**The task**
From the listing below, pull each line that includes "unchanged".

**Material provided**
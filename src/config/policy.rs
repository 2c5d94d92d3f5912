use std::path::{Path, PathBuf};

use anyhow::Context;

use crate::foundation::core::Fps;
use crate::foundation::error::{VitrineError, VitrineResult};

/// Per-kind segment durations and the cross-fade window, in milliseconds.
///
/// These are policy constants rather than derived values; tests substitute smaller numbers to run
/// fast without changing the timing algorithm.
#[derive(Clone, Copy, Debug, PartialEq, serde::Serialize, serde::Deserialize)]
#[serde(default)]
pub struct TimingPolicy {
    /// On-screen time of a photo segment.
    pub photo_ms: u64,
    /// On-screen time of the opening cover art.
    pub cover_ms: u64,
    /// On-screen time of the closing/contact art.
    pub closing_ms: u64,
    /// Length of the cross-fade window at the end of each non-final segment.
    pub transition_ms: u64,
}

impl Default for TimingPolicy {
    fn default() -> Self {
        Self {
            photo_ms: 4_500,
            cover_ms: 3_500,
            closing_ms: 8_000,
            transition_ms: 700,
        }
    }
}

impl TimingPolicy {
    /// Reject zero-length segments and transitions longer than the shortest segment.
    pub fn validate(&self) -> VitrineResult<()> {
        if self.photo_ms == 0 || self.cover_ms == 0 || self.closing_ms == 0 {
            return Err(VitrineError::validation(
                "segment durations must be > 0 ms",
            ));
        }
        let shortest = self.photo_ms.min(self.cover_ms).min(self.closing_ms);
        if self.transition_ms > shortest {
            return Err(VitrineError::validation(format!(
                "transition_ms ({}) must not exceed the shortest segment ({shortest} ms)",
                self.transition_ms
            )));
        }
        Ok(())
    }
}

/// Fixed stylistic color normalization applied to every image draw.
#[derive(Clone, Copy, Debug, PartialEq, serde::Serialize, serde::Deserialize)]
#[serde(default)]
pub struct ColorAdjust {
    /// Linear RGB multiplier.
    pub brightness: f32,
    /// Contrast around mid grey.
    pub contrast: f32,
    /// Saturation multiplier (1.0 = unchanged, 0.0 = greyscale).
    pub saturation: f32,
}

impl Default for ColorAdjust {
    fn default() -> Self {
        Self {
            brightness: 1.15,
            contrast: 1.08,
            saturation: 1.10,
        }
    }
}

impl ColorAdjust {
    /// A pass that leaves pixels unchanged.
    pub const IDENTITY: ColorAdjust = ColorAdjust {
        brightness: 1.0,
        contrast: 1.0,
        saturation: 1.0,
    };

    /// Whether applying this adjustment is a no-op.
    pub fn is_identity(&self) -> bool {
        *self == Self::IDENTITY
    }
}

/// Placement parameters for the letterboxed ("fit") presentation and the fill zoom.
#[derive(Clone, Copy, Debug, PartialEq, serde::Serialize, serde::Deserialize)]
#[serde(default)]
pub struct FitPolicy {
    /// Largest fraction of the canvas width the letterboxed asset may take.
    pub max_width_frac: f64,
    /// Largest fraction of the canvas height the letterboxed asset may take.
    pub max_height_frac: f64,
    /// Extra scale reached at the end of a fill segment (Ken Burns zoom).
    pub zoom_max: f64,
    /// Blur radius of the letterbox backdrop, in 1080px design pixels.
    pub backdrop_blur_px: f64,
    /// Brightness multiplier of the letterbox backdrop.
    pub backdrop_brightness: f32,
    /// How far the backdrop bleeds past each canvas edge, in design pixels.
    pub backdrop_bleed_px: f64,
}

impl Default for FitPolicy {
    fn default() -> Self {
        Self {
            max_width_frac: 0.94,
            max_height_frac: 0.94,
            zoom_max: 0.08,
            backdrop_blur_px: 60.0,
            backdrop_brightness: 0.4,
            backdrop_bleed_px: 150.0,
        }
    }
}

/// Output container produced by the ffmpeg sink.
#[derive(Clone, Copy, Debug, Default, PartialEq, Eq, serde::Serialize, serde::Deserialize)]
#[serde(rename_all = "snake_case")]
pub enum Container {
    /// WebM with VP8 video and Opus audio.
    #[default]
    Webm,
    /// MP4 with H.264 video and AAC audio.
    Mp4,
}

impl Container {
    /// MIME type of the encoded artifact.
    pub fn mime(self) -> &'static str {
        match self {
            Container::Webm => "video/webm",
            Container::Mp4 => "video/mp4",
        }
    }

    /// Conventional file extension (without dot).
    pub fn extension(self) -> &'static str {
        match self {
            Container::Webm => "webm",
            Container::Mp4 => "mp4",
        }
    }
}

/// Capture/encode settings.
#[derive(Clone, Debug, PartialEq, serde::Serialize, serde::Deserialize)]
#[serde(default)]
pub struct CaptureConfig {
    /// Fixed capture frame rate.
    pub fps: Fps,
    /// Trailing time subtracted from the loop length so the next loop's first frame is not
    /// captured.
    pub guard_ms: u64,
    /// Target video bitrate in bits per second.
    pub video_bitrate: u64,
    /// Linear gain applied to the audio source.
    pub gain: f32,
    /// Output container.
    pub container: Container,
}

impl Default for CaptureConfig {
    fn default() -> Self {
        Self {
            fps: Fps::default(),
            guard_ms: 50,
            video_bitrate: 16_000_000,
            gain: 1.0,
            container: Container::Webm,
        }
    }
}

/// Font files used by the overlay text.
#[derive(Clone, Debug, Default, PartialEq, serde::Serialize, serde::Deserialize)]
#[serde(default)]
pub struct FontPaths {
    /// Heavy face used for badges, headline and call to action.
    pub heavy: Option<PathBuf>,
    /// Regular face used for the prefix and specs lines. Falls back to `heavy`.
    pub regular: Option<PathBuf>,
}

/// Complete engine configuration, loadable from JSON.
#[derive(Clone, Debug, Default, PartialEq, serde::Serialize, serde::Deserialize)]
#[serde(default)]
pub struct EngineConfig {
    /// Segment timing.
    pub timing: TimingPolicy,
    /// Image color normalization.
    pub color: ColorAdjust,
    /// Fill/fit placement parameters.
    pub fit: FitPolicy,
    /// Capture/encode settings.
    pub capture: CaptureConfig,
    /// Overlay fonts.
    pub fonts: FontPaths,
}

impl EngineConfig {
    /// Parse configuration from a JSON string.
    pub fn from_json_str(s: &str) -> VitrineResult<Self> {
        let cfg: Self = serde_json::from_str(s).map_err(|e| VitrineError::serde(e.to_string()))?;
        cfg.validate()?;
        Ok(cfg)
    }

    /// Read configuration from a JSON file.
    pub fn from_path(path: &Path) -> VitrineResult<Self> {
        let s = std::fs::read_to_string(path)
            .with_context(|| format!("read engine config '{}'", path.display()))?;
        Self::from_json_str(&s)
    }

    /// Validate all nested policies.
    pub fn validate(&self) -> VitrineResult<()> {
        self.timing.validate()?;
        Fps::new(self.capture.fps.num, self.capture.fps.den)?;
        if !self.capture.gain.is_finite() || self.capture.gain < 0.0 {
            return Err(VitrineError::validation("capture gain must be finite and >= 0"));
        }
        if !(0.0..=1.0).contains(&self.fit.max_width_frac)
            || !(0.0..=1.0).contains(&self.fit.max_height_frac)
        {
            return Err(VitrineError::validation(
                "fit max_width_frac/max_height_frac must be within [0, 1]",
            ));
        }
        Ok(())
    }
}

#[cfg(test)]
#[path = "../../tests/unit/config/policy.rs"]
mod tests;
//! Boundaries to the external text-generation and publishing services.
//!
//! The engine never depends on these for rendering. They are traits so hosts can plug in whatever
//! client they use; the helpers here give the engine-side handling of their results.

use crate::creative::metadata::{CreativeMetadata, PartialMetadata};

/// Turns free text or a listing URL into structured fields.
pub trait MetadataExtractor {
    /// Extract whatever fields are recognizable. `None` means nothing usable was found.
    fn extract(&self, input: &str) -> Option<PartialMetadata>;
}

/// Post captions for the two outputs.
#[derive(Clone, Debug, PartialEq, Eq, serde::Serialize, serde::Deserialize)]
pub struct Captions {
    /// Caption for the feed carousel.
    pub feed: String,
    /// Caption for the reels clip.
    pub reels: String,
}

impl Captions {
    /// Stock captions used when generation fails.
    pub fn fallback() -> Self {
        Self {
            feed: "Oportunidade!".to_owned(),
            reels: "Veja!".to_owned(),
        }
    }

    /// Parse a generator's JSON response, falling back on malformed or empty output.
    pub fn from_response_json(text: &str) -> Self {
        serde_json::from_str::<Captions>(text)
            .ok()
            .filter(|c| !c.feed.trim().is_empty() || !c.reels.trim().is_empty())
            .unwrap_or_else(Self::fallback)
    }
}

/// Writes captions for a listing.
pub trait CaptionGenerator {
    /// Generate captions. `None` selects [`Captions::fallback`].
    fn generate(&self, metadata: &CreativeMetadata) -> Option<Captions>;
}

/// Result of a publish call.
#[derive(Clone, Copy, Debug, PartialEq, Eq)]
pub struct PublishOutcome {
    /// Whether the platform accepted the post.
    pub success: bool,
}

/// Posts a rendered image with a caption. No retries are attempted by the engine.
pub trait Publisher {
    /// Publish one image.
    fn publish(&self, image_png: &[u8], caption: &str) -> PublishOutcome;
}

/// Parse an extractor's JSON response. Malformed output counts as "nothing extracted".
pub fn parse_extraction_json(text: &str) -> Option<PartialMetadata> {
    serde_json::from_str::<PartialMetadata>(text)
        .ok()
        .filter(|p| *p != PartialMetadata::default())
}

/// Run `extractor` on `input` and merge the result. A `None` extraction returns an unchanged copy.
#[tracing::instrument(skip_all)]
pub fn apply_extraction(
    metadata: &CreativeMetadata,
    extractor: &dyn MetadataExtractor,
    input: &str,
) -> CreativeMetadata {
    match extractor.extract(input) {
        Some(partial) => metadata.merged(partial),
        None => {
            tracing::debug!("metadata extractor returned nothing; fields left unset");
            metadata.clone()
        }
    }
}

/// Generate captions, substituting the stock pair on failure.
pub fn captions_or_fallback(
    generator: &dyn CaptionGenerator,
    metadata: &CreativeMetadata,
) -> Captions {
    generator
        .generate(metadata)
        .unwrap_or_else(Captions::fallback)
}

#[cfg(test)]
#[path = "../../tests/unit/creative/collab.rs"]
mod tests;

**Written response**
    /// Saturation multiplier (1.0 = unchanged, 0.0 = greyscale).
    /// A pass that leaves pixels unchanged.
/// Run `extractor` on `input` and merge the result. A `None` extraction returns an unchanged copy.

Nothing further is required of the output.